> _Prompt_
Could you reproduce the lines below from the one with "plus declared dependencies." through the one with "pub fn qualified_symbol(&self)"? Keep both ends and add nothing.

> _Provided information_
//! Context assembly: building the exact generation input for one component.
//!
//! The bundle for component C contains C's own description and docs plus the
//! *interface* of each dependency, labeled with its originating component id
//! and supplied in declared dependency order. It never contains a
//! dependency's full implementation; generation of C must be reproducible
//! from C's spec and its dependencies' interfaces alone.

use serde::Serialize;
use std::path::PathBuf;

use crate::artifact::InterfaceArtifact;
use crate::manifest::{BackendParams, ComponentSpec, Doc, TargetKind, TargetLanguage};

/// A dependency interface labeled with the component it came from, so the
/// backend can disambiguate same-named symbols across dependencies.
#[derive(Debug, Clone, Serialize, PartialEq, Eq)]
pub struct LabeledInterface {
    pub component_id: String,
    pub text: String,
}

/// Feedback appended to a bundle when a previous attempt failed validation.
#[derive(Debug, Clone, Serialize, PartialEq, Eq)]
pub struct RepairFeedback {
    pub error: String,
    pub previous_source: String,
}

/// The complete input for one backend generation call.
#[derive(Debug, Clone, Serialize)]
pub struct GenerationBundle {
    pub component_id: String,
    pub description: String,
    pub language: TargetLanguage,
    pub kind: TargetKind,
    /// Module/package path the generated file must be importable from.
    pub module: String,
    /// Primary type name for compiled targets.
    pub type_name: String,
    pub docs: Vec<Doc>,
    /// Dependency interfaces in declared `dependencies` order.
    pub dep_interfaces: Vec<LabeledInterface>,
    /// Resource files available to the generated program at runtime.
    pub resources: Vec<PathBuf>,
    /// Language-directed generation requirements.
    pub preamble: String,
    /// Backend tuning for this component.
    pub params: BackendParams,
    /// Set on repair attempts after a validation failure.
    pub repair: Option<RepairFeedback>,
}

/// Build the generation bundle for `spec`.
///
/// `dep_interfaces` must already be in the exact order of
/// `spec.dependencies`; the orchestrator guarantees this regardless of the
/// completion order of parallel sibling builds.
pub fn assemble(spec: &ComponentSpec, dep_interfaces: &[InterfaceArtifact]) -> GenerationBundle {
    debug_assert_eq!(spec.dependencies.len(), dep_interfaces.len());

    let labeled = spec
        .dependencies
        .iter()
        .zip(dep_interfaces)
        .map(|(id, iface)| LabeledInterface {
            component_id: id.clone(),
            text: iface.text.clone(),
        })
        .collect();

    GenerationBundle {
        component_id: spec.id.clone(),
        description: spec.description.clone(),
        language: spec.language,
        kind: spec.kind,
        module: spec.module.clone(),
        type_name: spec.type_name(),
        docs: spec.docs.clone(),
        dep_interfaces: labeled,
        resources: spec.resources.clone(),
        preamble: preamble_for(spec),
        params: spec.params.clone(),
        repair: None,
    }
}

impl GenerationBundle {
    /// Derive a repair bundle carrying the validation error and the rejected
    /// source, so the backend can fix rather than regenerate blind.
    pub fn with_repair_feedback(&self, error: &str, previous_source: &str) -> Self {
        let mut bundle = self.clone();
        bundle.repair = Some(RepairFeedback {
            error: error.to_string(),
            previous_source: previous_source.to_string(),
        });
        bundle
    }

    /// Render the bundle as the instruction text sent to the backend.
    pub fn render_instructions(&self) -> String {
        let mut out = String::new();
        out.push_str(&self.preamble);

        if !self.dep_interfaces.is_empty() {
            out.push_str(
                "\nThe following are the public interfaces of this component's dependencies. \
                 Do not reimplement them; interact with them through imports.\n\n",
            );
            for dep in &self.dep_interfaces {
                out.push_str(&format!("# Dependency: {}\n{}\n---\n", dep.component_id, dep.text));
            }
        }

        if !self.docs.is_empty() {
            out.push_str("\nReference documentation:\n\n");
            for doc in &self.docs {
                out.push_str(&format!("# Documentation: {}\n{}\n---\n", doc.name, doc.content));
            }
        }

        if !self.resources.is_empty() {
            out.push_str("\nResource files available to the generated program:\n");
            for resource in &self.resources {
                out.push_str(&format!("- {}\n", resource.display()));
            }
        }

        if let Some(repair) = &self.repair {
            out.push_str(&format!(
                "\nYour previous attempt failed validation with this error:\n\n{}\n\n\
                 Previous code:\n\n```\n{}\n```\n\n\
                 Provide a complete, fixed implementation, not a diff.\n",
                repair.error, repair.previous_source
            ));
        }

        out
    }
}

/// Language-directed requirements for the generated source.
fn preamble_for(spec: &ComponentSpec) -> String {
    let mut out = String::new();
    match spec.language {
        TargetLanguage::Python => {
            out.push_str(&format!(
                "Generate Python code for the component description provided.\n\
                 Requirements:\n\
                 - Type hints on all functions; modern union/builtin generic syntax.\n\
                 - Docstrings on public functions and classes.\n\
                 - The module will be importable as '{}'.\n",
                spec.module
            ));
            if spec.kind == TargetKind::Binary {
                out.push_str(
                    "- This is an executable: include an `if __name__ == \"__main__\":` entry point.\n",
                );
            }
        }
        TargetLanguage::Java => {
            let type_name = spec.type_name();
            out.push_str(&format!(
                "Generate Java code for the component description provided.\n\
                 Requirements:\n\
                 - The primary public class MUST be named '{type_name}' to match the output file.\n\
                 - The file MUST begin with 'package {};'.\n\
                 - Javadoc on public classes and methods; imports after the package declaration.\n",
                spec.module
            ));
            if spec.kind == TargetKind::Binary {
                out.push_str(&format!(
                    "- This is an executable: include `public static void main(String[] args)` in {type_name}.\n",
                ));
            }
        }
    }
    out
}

--

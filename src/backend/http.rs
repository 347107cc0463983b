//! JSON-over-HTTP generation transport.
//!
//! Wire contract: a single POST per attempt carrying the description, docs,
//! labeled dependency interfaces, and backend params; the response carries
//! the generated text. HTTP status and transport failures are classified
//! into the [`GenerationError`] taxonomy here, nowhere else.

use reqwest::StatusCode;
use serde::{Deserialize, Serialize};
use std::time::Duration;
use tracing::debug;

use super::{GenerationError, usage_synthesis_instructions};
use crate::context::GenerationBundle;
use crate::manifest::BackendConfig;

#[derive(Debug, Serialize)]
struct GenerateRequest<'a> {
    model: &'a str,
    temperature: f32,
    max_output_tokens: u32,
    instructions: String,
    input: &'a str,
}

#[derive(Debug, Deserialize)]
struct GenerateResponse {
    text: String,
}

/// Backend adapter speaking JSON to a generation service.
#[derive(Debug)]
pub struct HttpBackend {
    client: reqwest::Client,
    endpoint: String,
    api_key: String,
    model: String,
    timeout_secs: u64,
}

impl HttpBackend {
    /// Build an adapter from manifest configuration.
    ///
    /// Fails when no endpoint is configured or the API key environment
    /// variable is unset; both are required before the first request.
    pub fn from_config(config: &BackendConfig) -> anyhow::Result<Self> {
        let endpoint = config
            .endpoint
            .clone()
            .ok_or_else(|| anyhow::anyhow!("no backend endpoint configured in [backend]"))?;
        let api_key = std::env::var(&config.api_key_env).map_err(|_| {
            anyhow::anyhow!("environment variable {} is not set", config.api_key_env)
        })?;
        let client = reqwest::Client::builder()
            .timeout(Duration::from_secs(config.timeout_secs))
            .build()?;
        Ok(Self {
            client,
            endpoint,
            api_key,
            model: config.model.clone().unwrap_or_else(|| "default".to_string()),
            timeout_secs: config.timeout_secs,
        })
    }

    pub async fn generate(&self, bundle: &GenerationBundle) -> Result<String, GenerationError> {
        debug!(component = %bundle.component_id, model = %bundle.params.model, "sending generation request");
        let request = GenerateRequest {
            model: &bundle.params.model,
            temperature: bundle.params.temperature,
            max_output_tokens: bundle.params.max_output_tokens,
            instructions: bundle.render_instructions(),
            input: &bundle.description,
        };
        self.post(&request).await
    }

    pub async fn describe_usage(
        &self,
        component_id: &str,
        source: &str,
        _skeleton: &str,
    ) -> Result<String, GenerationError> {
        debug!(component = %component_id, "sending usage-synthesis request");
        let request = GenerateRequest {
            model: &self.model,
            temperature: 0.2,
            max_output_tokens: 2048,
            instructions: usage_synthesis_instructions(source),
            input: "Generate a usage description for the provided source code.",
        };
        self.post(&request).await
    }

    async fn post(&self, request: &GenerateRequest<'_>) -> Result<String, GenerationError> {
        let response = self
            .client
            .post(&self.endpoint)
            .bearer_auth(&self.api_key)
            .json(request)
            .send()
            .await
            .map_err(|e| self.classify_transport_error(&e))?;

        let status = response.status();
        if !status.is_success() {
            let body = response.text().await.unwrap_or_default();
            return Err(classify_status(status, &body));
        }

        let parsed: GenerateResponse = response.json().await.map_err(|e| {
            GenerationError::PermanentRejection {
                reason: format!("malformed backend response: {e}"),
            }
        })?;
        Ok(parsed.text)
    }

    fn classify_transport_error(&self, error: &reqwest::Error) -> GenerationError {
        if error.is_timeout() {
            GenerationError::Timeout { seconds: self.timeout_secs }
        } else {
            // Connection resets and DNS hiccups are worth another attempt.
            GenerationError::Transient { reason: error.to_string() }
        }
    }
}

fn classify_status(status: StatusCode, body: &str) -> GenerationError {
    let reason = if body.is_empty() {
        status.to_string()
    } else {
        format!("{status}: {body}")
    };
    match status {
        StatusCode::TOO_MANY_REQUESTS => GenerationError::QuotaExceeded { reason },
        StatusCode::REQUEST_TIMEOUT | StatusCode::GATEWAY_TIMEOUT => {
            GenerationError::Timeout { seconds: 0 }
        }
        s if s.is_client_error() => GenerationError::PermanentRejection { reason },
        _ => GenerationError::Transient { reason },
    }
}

* * *

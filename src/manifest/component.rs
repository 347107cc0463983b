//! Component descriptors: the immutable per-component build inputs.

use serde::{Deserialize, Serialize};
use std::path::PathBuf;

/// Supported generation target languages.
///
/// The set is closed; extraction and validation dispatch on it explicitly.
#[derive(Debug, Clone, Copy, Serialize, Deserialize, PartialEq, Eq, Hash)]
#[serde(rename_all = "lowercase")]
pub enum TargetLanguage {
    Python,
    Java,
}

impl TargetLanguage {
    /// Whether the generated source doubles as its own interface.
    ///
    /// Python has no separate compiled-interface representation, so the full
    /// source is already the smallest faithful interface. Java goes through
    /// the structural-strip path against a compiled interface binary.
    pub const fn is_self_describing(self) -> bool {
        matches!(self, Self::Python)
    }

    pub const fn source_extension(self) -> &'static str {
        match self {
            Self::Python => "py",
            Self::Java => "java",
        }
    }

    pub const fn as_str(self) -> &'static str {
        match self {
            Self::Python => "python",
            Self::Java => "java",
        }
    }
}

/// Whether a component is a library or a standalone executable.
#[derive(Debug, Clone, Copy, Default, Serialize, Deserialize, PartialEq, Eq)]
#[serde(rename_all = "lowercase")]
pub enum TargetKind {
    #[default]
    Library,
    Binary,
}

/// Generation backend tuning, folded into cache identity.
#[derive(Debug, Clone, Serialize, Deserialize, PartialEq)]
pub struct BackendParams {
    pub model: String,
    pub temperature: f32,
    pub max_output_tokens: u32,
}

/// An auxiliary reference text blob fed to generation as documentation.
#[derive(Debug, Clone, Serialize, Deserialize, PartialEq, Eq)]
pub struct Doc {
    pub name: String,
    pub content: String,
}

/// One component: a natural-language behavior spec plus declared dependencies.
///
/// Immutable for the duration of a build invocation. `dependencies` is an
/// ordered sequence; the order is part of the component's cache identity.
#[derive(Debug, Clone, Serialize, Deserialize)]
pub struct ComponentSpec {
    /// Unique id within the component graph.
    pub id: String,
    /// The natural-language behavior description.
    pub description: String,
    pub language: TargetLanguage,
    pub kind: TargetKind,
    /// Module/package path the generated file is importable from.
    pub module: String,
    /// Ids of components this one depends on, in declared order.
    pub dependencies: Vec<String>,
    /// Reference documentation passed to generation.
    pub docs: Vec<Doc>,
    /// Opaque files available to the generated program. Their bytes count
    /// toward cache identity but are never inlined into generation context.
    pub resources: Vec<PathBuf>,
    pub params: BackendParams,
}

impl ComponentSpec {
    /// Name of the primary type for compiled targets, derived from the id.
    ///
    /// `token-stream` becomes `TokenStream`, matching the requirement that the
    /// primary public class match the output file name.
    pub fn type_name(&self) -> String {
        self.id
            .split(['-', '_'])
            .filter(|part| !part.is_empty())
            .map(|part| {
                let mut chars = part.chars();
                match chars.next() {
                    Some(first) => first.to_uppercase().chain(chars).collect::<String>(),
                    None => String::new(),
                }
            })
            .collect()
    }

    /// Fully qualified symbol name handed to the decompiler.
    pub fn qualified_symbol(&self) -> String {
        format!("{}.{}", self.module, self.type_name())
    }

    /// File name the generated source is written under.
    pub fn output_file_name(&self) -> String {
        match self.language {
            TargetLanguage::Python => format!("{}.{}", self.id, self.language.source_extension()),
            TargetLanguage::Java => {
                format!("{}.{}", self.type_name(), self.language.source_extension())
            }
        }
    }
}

> _Your solution_
/// One component: a natural-language behavior spec plus declared dependencies.
///
/// Immutable for the duration of a build invocation. `dependencies` is an
/// ordered sequence; the order is part of the component's cache identity.
#[derive(Debug, Clone, Serialize, Deserialize)]
pub struct ComponentSpec {
    /// Unique id within the component graph.
    pub id: String,
    /// The natural-language behavior description.
    pub description: String,
    pub language: TargetLanguage,
    pub kind: TargetKind,
    /// Module/package path the generated file is importable from.
    pub module: String,
    /// Ids of components this one depends on, in declared order.
    pub dependencies: Vec<String>,
    /// Reference documentation passed to generation.
    pub docs: Vec<Doc>,
    /// Opaque files available to the generated program. Their bytes count
    /// toward cache identity but are never inlined into generation context.
    pub resources: Vec<PathBuf>,
    pub params: BackendParams,
}

impl ComponentSpec {
    /// Name of the primary type for compiled targets, derived from the id.
    ///
    /// `token-stream` becomes `TokenStream`, matching the requirement that the
    /// primary public class match the output file name.
    pub fn type_name(&self) -> String {
        self.id
            .split(['-', '_'])
            .filter(|part| !part.is_empty())
            .map(|part| {
                let mut chars = part.chars();
                match chars.next() {
                    Some(first) => first.to_uppercase().chain(chars).collect::<String>(),
                    None => String::new(),
                }
            })
            .collect()
    }

    /// Fully qualified symbol name handed to the decompiler.
    pub fn qualified_symbol(&self) -> String {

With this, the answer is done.